Seriously... sighthounds are my absolute favorite group... amazing and beautiful dogs. All of the breeds I'd like to own someday are in the Sighthound group (with a few exceptions in the herding group) but the Saluki is at the top of the list right now. <3


Well, this isn't Petfinder, but a rescue group here recently helped out another overwhelmed rescue and amongst the many poodles and poodle mixes they found an Old English Sheepdog and brought him along with some of the poodles to the shelter center. He's adorable! I looked into Old English Sheepdogs before and there were a few reasons why I took them off my "want to own someday" list, but this guy is sooo tempting! 

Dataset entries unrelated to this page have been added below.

pub mod config;
pub mod crypto;
pub mod routes;

pub use self::config::Config;
pub use self::crypto::CryptoService;
pub use self::routes::routes;
pub mod community_controller;
pub mod health_controller;
pub mod otp_controller;
pub mod user_controller;

use actix_web::cookie::{Cookie, SameSite};
use time::Duration;

pub use community_controller::CommunityController;
pub use otp_controller::OtpController;
pub use user_controller::UserController;

pub const ACCESS_TOKEN_COOKIE: &str = "accessToken";
pub const REFRESH_TOKEN_COOKIE: &str = "refreshToken";

/// Flags for the session cookies. Production serves cross-site over TLS, so
/// cookies there are `Secure; SameSite=None`; elsewhere `SameSite=Lax`.
#[derive(Debug, Clone, Copy)]
pub struct CookieSettings {
    pub secure: bool,
    pub same_site: SameSite,
}

impl CookieSettings {
    pub fn for_environment(production: bool) -> Self {
        if production {
            Self {
                secure: true,
                same_site: SameSite::None,
            }
        } else {
            Self {
                secure: false,
                same_site: SameSite::Lax,
            }
        }
    }

    pub fn access_cookie(&self, token: String) -> Cookie<'static> {
        self.build(ACCESS_TOKEN_COOKIE, token, Duration::hours(1))
    }

    pub fn refresh_cookie(&self, token: String) -> Cookie<'static> {
        self.build(REFRESH_TOKEN_COOKIE, token, Duration::days(30))
    }

    /// Same cookie with an empty value and zero max-age, telling the client to drop it.
    pub fn expired(&self, name: &'static str) -> Cookie<'static> {
        self.build(name, String::new(), Duration::ZERO)
    }

    fn build(&self, name: &'static str, value: String, max_age: Duration) -> Cookie<'static> {
        Cookie::build(name, value)
            .http_only(true)
            .secure(self.secure)
            .same_site(self.same_site)
            .max_age(max_age)
            .path("/")
            .finish()
    }
}
use std::sync::Arc;

use chrono::Utc;
use eyre::Result;
use tracing::{info, instrument, warn};

use super::OtpPolicy;
use crate::config::crypto::CryptoService;
use crate::dto::OtpRequestDto;
use crate::models::Email;
use crate::repository::OtpStore;

/// Checks a submitted code against the stored one and consumes it on a match.
///
/// Returns `Ok(false)` for a missing, consumed, expired, or locked record and
/// for a wrong code. A record that has absorbed `max_attempts` wrong guesses is
/// deleted, so the user has to request a new code.
pub struct VerifyOtpUseCase {
    store: Arc<dyn OtpStore>,
    crypto: CryptoService,
    policy: OtpPolicy,
}

impl VerifyOtpUseCase {
    pub fn new(store: Arc<dyn OtpStore>, crypto: CryptoService, policy: OtpPolicy) -> Self {
        Self {
            store,
            crypto,
            policy,
        }
    }

    #[instrument(skip(self, request), fields(email = ?request.email))]
    pub async fn execute(&self, request: OtpRequestDto) -> Result<bool> {
        let (Some(raw_email), Some(otp)) = (request.email(), request.otp()) else {
            return Ok(false);
        };
        let Ok(email) = Email::parse(raw_email) else {
            return Ok(false);
        };
        let email = email.as_str();

        let Some(record) = self.store.find(email).await? else {
            return Ok(false);
        };
        if record.consumed {
            return Ok(false);
        }
        if record.is_expired(Utc::now()) {
            self.store.delete(email, &record.code).await?;
            return Ok(false);
        }
        if record.is_locked(self.policy.max_attempts) {
            warn!(email, "OTP locked after too many failed attempts");
            self.store.delete(email, &record.code).await?;
            return Ok(false);
        }

        if !self.crypto.verify_secret(otp, &record.code)? {
            let attempts = self
                .store
                .record_failed_attempt(email, &record.code)
                .await?;
            warn!(email, attempts, "Wrong OTP submitted");
            if attempts >= self.policy.max_attempts {
                self.store.delete(email, &record.code).await?;
            }
            return Ok(false);
        }

        let consumed = self.store.consume(email, &record.code).await?;
        if consumed {
            info!(email, "OTP verified");
        }
        Ok(consumed)
    }
}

https://www.facebook.com/animalstaiwan/photos/ms.c.eJwzNDA0NTI3NzMxtDQ1sDQysdAzRIiYWJqgiZiaY6pBFzG1wNSFLmJmBhIBAD~;~;GW8~-.bps.a.10152776419069248.1073741983.100845399247/10152776419499248/?type=1&theater


----------



## momtolabs (May 27, 2012)

This girl is in the pound and I want her!!! She is so shy and reserved but seems so sweet!











Sent from Petguide.com Free App


----------



## kcomstoc (Mar 9, 2013)

Not a dog.............BUT......I WANT I WANT I WANT!!!!!!!! https://www.petfinder.com/petdetail/30180375/


----------



## momtolabs (May 27, 2012)

She may be blind and deaf but I WANT SO BAD!!!!! I have a feeling with all te Aussie(and Aussie mix) pups popping up around here my next dog may not be from a breeder...... And may not be an ACD....

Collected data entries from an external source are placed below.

use serde::{Deserialize, Serialize};
use validator::Validate;

/// Body of every OTP endpoint. Presence is checked by the controller so each
/// route can answer with its own message; format is checked up front.
#[derive(Debug, Clone, Default, Deserialize, Validate)]
pub struct OtpRequestDto {
    #[serde(default, deserialize_with = "super::trimmed_opt")]
    #[validate(email(message = "Email address is invalid"))]
    pub email: Option<String>,
    #[serde(default, deserialize_with = "super::trimmed_opt")]
    #[validate(length(min = 4, max = 12, message = "OTP must be 4 to 12 digits"))]
    pub otp: Option<String>,
}

impl OtpRequestDto {
    pub fn for_email(email: impl Into<String>) -> Self {
        Self {
            email: Some(email.into()),
            otp: None,
        }
    }

    pub fn with_otp(email: impl Into<String>, otp: impl Into<String>) -> Self {
        Self {
            email: Some(email.into()),
            otp: Some(otp.into()),
        }
    }

    /// Email with surrounding whitespace removed, `None` when absent or blank.
    pub fn email(&self) -> Option<&str> {
        present(self.email.as_deref())
    }

    pub fn otp(&self) -> Option<&str> {
        present(self.otp.as_deref())
    }
}

fn present(value: Option<&str>) -> Option<&str> {
    value.map(str::trim).filter(|v| !v.is_empty())
}

#[derive(Debug, Clone, Serialize)]
pub struct OtpResponseDto {
    pub otp: String,
}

Sent from Petguide.com Free App


----------



## CandyLeopard (Oct 14, 2013)

momtolabs said:


> This girl is in the pound and I want her!!! She is so shy and reserved but seems so sweet!
> 
> 
> View attachment 174234
> ...


jade didn't lose a did, did she?!

lol looks so much like Ryker!


----------



## gingerkid (Jul 11, 2012)

momtolabs said:


> She may be blind and deaf but I WANT SO BAD!!!!! I have a feeling with all te Aussie(and Aussie mix) pups popping up around here my next dog may not be from a breeder...... And may not be an ACD....
> 
> View attachment 174561
> 
> ...


I have a real softspot for double-merle aussies. Even with the crappy hand life has dealt them, they always seem to have a great attitude.


----------



## CandyLeopard (Oct 14, 2013)

I really feel for this dog and his story.  I would adopt him.

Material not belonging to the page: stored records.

use std::sync::Arc;

use tracing::{info, instrument, warn};

use crate::config::crypto::CryptoService;
use crate::dto::{AuthResponseDto, UserDto};
use crate::error::{AppError, AppResult};
use crate::models::{Email, User};
use crate::repository::UserRepository;
use crate::service::jwt::{Claims, JwtService, TokenKind};

#[derive(Debug, Clone)]
pub struct AuthTokens {
    pub access_token: String,
    pub refresh_token: String,
}

/// Mints and checks session tokens for users.
pub struct AuthService {
    users: Arc<dyn UserRepository>,
    jwt: Arc<JwtService>,
    crypto: CryptoService,
}

impl AuthService {
    pub fn new(users: Arc<dyn UserRepository>, jwt: Arc<JwtService>, crypto: CryptoService) -> Self {
        Self { users, jwt, crypto }
    }

    /// Completes signup for an address whose code was just verified: marks the
    /// user verified and issues a token pair.
    #[instrument(skip(self))]
    pub async fn verify_otp(&self, email: &Email) -> AppResult<AuthResponseDto> {
        let existing = self
            .users
            .find_by_email(email.as_str())
            .await?
            .ok_or_else(|| AppError::NotFound("User not found".to_string()))?;
        if existing.is_blocked {
            return Err(AppError::Forbidden("User is blocked".to_string()));
        }

        let user = self
            .users
            .mark_verified(email.as_str())
            .await?
            .ok_or_else(|| AppError::NotFound("User not found".to_string()))?;

        info!(user_id = %user.id, "User verified");
        self.session_for(user)
    }

    #[instrument(skip(self, password))]
    pub async fn login(&self, email: &Email, password: &str) -> AppResult<AuthResponseDto> {
        let invalid = || AppError::Unauthorized("Invalid email or password".to_string());

        let user = self
            .users
            .find_by_email(email.as_str())
            .await?
            .ok_or_else(invalid)?;
        let hash = user.password_hash.as_deref().ok_or_else(invalid)?;
        if !self.crypto.verify_secret(password, hash)? {
            warn!(user_id = %user.id, "Wrong password");
            return Err(invalid());
        }
        if user.is_blocked {
            return Err(AppError::Forbidden("User is blocked".to_string()));
        }
        if !user.is_verified {
            return Err(AppError::Forbidden("Email is not verified".to_string()));
        }

        self.session_for(user)
    }

    /// Exchange a refresh token for a fresh token pair.
    #[instrument(skip_all)]
    pub async fn refresh(&self, refresh_token: &str) -> AppResult<AuthResponseDto> {
        let claims = self
            .jwt
            .verify_token(refresh_token, TokenKind::Refresh)
            .map_err(|_| AppError::Unauthorized("Invalid or expired refresh token".to_string()))?;

        let user = self
            .users
            .find_by_id(claims.user_id)
            .await?
            .ok_or_else(|| AppError::Unauthorized("User no longer exists".to_string()))?;
        if user.is_blocked {
            return Err(AppError::Forbidden("User is blocked".to_string()));
        }

        self.session_for(user)
    }

    pub fn authenticate(&self, access_token: &str) -> AppResult<Claims> {
        self.jwt
            .verify_token(access_token, TokenKind::Access)
            .map_err(|_| AppError::Unauthorized("Invalid or expired access token".to_string()))
    }

    pub fn issue_tokens(&self, user: &User) -> AppResult<AuthTokens> {
        Ok(AuthTokens {
            access_token: self.jwt.create_token(user, TokenKind::Access)?,
            refresh_token: self.jwt.create_token(user, TokenKind::Refresh)?,
        })
    }

    fn session_for(&self, user: User) -> AppResult<AuthResponseDto> {
        let tokens = self.issue_tokens(&user)?;
        Ok(AuthResponseDto {
            user: UserDto::from(user),
            access_token: tokens.access_token,
            refresh_token: tokens.refresh_token,
        })
    }
}

#[cfg(test)]
mod tests {
    use super::*;
    use crate::models::{NewUser, UserRole};
    use crate::repository::InMemoryUserRepository;

    async fn setup(verified: bool) -> (AuthService, Arc<InMemoryUserRepository>) {
        let crypto = CryptoService::with_cost(1024, 1);
        let users = Arc::new(InMemoryUserRepository::new());
        let mut user = User::new(NewUser {
            name: "Ravi".to_string(),
            email: "ravi@example.com".to_string(),
            password_hash: crypto.hash_secret("harvest-time").unwrap(),
            role: UserRole::User,
            phone: "+15555550101".to_string(),
        });
        user.is_verified = verified;
        users.insert(&user).await.unwrap();

        let jwt = Arc::new(JwtService::new("secret", "farmhub".to_string()));
        (AuthService::new(users.clone(), jwt, crypto), users)
    }

    #[tokio::test]
    async fn verify_otp_marks_user_verified_and_issues_tokens() {
        let (auth, users) = setup(false).await;
        let email = Email::parse("ravi@example.com").unwrap();

        let session = auth.verify_otp(&email).await.unwrap();
        assert!(session.user.is_verified);
        assert!(auth.authenticate(&session.access_token).is_ok());
        assert!(auth.authenticate(&session.refresh_token).is_err());
        assert!(users
            .find_by_email("ravi@example.com")
            .await
            .unwrap()
            .unwrap()
            .is_verified);
    }

    #[tokio::test]
    async fn verify_otp_for_unknown_user_is_not_found() {
        let (auth, _) = setup(false).await;
        let email = Email::parse("ghost@example.com").unwrap();
        assert!(matches!(
            auth.verify_otp(&email).await,
            Err(AppError::NotFound(_))
        ));
    }

    #[tokio::test]
    async fn login_requires_verified_account_and_right_password() {
        let (auth, _) = setup(false).await;
        let email = Email::parse("ravi@example.com").unwrap();
        assert!(matches!(
            auth.login(&email, "harvest-time").await,
            Err(AppError::Forbidden(_))
        ));

        let (auth, _) = setup(true).await;
        assert!(matches!(
            auth.login(&email, "wrong-password").await,
            Err(AppError::Unauthorized(_))
        ));
        assert!(auth.login(&email, "harvest-time").await.is_ok());
    }

    #[tokio::test]
    async fn refresh_rejects_access_tokens() {
        let (auth, _) = setup(true).await;
        let email = Email::parse("ravi@example.com").unwrap();
        let session = auth.login(&email, "harvest-time").await.unwrap();

        assert!(auth.refresh(&session.refresh_token).await.is_ok());
        assert!(matches!(
            auth.refresh(&session.access_token).await,
            Err(AppError::Unauthorized(_))
        ));
    }
}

> Joey is a loving and loyal companion. He is housebroken, gets along great other dogs and loves to ride shotgun in between the car seats when his foster mom has her young grandchildren in the car. Outside of the house, he is friendly to everyone he meets. In many ways he is just an ideal family member.
> 
> That's one side of Joey but there is another.
> Once he bonds, Joey is extremely protective of his family--he simply cannot tolerate people he doesn't know in and out of the house. He will try to attack them. When his foster mom has guests, Joey must be sequestered in another room.
> ...


----------



## SDRRanger (May 2, 2013)

That poor poor dog  I hope he finds a wonderful home with knowledge people who will keep him safe.


----------



## BostonBullMama (Apr 20, 2013)

CandyLeopard said:


> I really feel for this dog and his story.  I would adopt him.


So much want!!
He's beautiful, and we like.. never.. have people over. Ever.


----------



## gingerkid (Jul 11, 2012)

And he's deaf. </3


----------



## JazzyTheSiberian (Feb 4, 2013)

___


























Both of these dogs<3


gingerkid said:


> And he's deaf. </3


Want. This. Dog.


----------



## jade5280 (Feb 20, 2013)

Seriously?! This dog is like a 15 min drive from me. WHY am I even looking at Petfinder???? I wish I just had a ton of space and money to adopt every redbone.
https://www.petfinder.com/petdetail/30535128

Also it's weird that every redbone I see in shelters is listed as a redbone "mix". Maybe just because they can't identify them as purebred without a doubt? That dog is a purebred redbone if I've ever seen one.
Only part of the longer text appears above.